Pinterest and Copyright: Repinning Is Not Reproduction

Pinterest, now the third-largest social network in the United States, has been under intense public scrutiny in recent weeks.   Many have wondered very vocally if the site is facilitating copyright infringement on a mass scale, a la Napster a decade ago.

That's a big question, and I'm not going to try to answer it here.  Many others have already addressed it, and as a private practitioner, I'd rather keep my opinions on the issue to myself.  But one thing we can all agree on is that answers to such questions should be based on accurate facts.  And one fact that few of those discussing the issue seem to appreciate is the difference between "pinning" and "repinning" on Pinterest.

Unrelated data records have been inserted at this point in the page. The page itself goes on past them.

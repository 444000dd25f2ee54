use itertools::Itertools;

use crate::automaton::Fa;

/// Render as a Graphviz DOT description.
pub trait ToDot {
    fn to_dot(&self) -> String;
}

fn escape(label: &str) -> String {
    label.replace('\\', "\\\\").replace('"', "\\\"")
}

impl ToDot for Fa {
    /// Left-to-right digraph with an invisible source node pointing at the
    /// initial state and double circles on acceptance. The `@e`/`@v`/`@t`
    /// sentinels pass through literally; the TikZ post-processor substitutes
    /// their mathematical glyphs.
    fn to_dot(&self) -> String {
        let mut dot = String::new();
        dot.push_str("digraph FA {\n");
        dot.push_str("  rankdir=LR;\n");
        dot.push_str("  start [style=invis];\n");

        if !self.acceptance.is_empty() {
            dot.push_str(&format!(
                "  node [shape=doublecircle]; {};\n",
                self.acceptance
                    .iter()
                    .map(|state| format!("\"{}\"", escape(state)))
                    .join(" ")
            ));
        }
        dot.push_str("  node [shape=circle];\n");

        dot.push_str(&format!("  start -> \"{}\";\n", escape(&self.initial)));

        for (i, from) in self.states.iter().enumerate() {
            for (j, symbol) in self.alphabet.iter().enumerate() {
                for target in self.cell(i, j).targets() {
                    dot.push_str(&format!(
                        "  \"{}\" -> \"{}\" [label=\"{}\"];\n",
                        escape(from),
                        escape(target),
                        escape(symbol)
                    ));
                }
            }
        }

        dot.push_str("}\n");
        dot
    }
}

#[cfg(test)]
mod tests {
    use super::*;
    use crate::automaton::Cell;

    #[test]
    fn emits_edges_and_acceptance() {
        let fa = Fa {
            alphabet: vec!["a".into()],
            states: vec!["q0".into(), "q1".into()],
            initial: "q0".into(),
            acceptance: vec!["q1".into()],
            transitions: vec![
                vec![Cell::ToMany(vec!["q0".into(), "q1".into()])],
                vec![Cell::Void],
            ],
        };

        let dot = fa.to_dot();
        assert!(dot.contains("rankdir=LR"));
        assert!(dot.contains("node [shape=doublecircle]; \"q1\";"));
        assert!(dot.contains("start -> \"q0\";"));
        assert!(dot.contains("\"q0\" -> \"q0\" [label=\"a\"];"));
        assert!(dot.contains("\"q0\" -> \"q1\" [label=\"a\"];"));
        // void cells emit nothing
        assert!(!dot.contains("\"q1\" ->"));
    }

    #[test]
    fn escapes_quotes_in_names() {
        let fa = Fa {
            alphabet: vec!["\"".into()],
            states: vec!["q\"0".into()],
            initial: "q\"0".into(),
            acceptance: vec![],
            transitions: vec![vec![Cell::To("q\"0".into())]],
        };

        let dot = fa.to_dot();
        assert!(dot.contains("\"q\\\"0\""));
        assert!(dot.contains("[label=\"\\\"\"]"));
    }
}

Used as a verb, “pin” means to add an image to Pinterest.  Pinned images are copied from their host servers and duplicated on Pinterest’s servers.  This is significant to (although not necessarily dispositive of) the copyright infringement debate, because one of the things that U.S. copyright law gives copyright owners the "exclusive right" to control is the "reproduction" of their works.

But a Pinterest user may also add an image to her board that has already been pinned to another user’s board.  This is called “re-pinning,” and is somewhat analogous to “retweeting” a message on Twitter.  Although this causes the image to appear on multiple Pinterest boards, it does not create an additional copy of the image on Pinterest’s servers.  You can confirm this yourself by re-pinning images, and verifying that the image has the same URL regardless of the board on which it appears.

In other words, repinning does not infringe the copyright owner's reproduction right.  Of course, that doesn't necessarily get repinners out of the woods.  Copyright owners have four other exclusive rights in their images as well--the rights to control distribution, derivation, public display, and public performance--and there are those who have argued that even repinning may infringe one or more of these rights.  But I am not taking a position on those issues here.

It seems certain that Pinterest and other online innovators will continue to spark heated debate over online copyright issues well into the foreseeable future.  The technology evolves so quickly that it can be difficult to understand how it works or how it implicates copyright principles.  But it's important that the courts, companies, consumers, and copyright holders alike make our decisions based on accurate information.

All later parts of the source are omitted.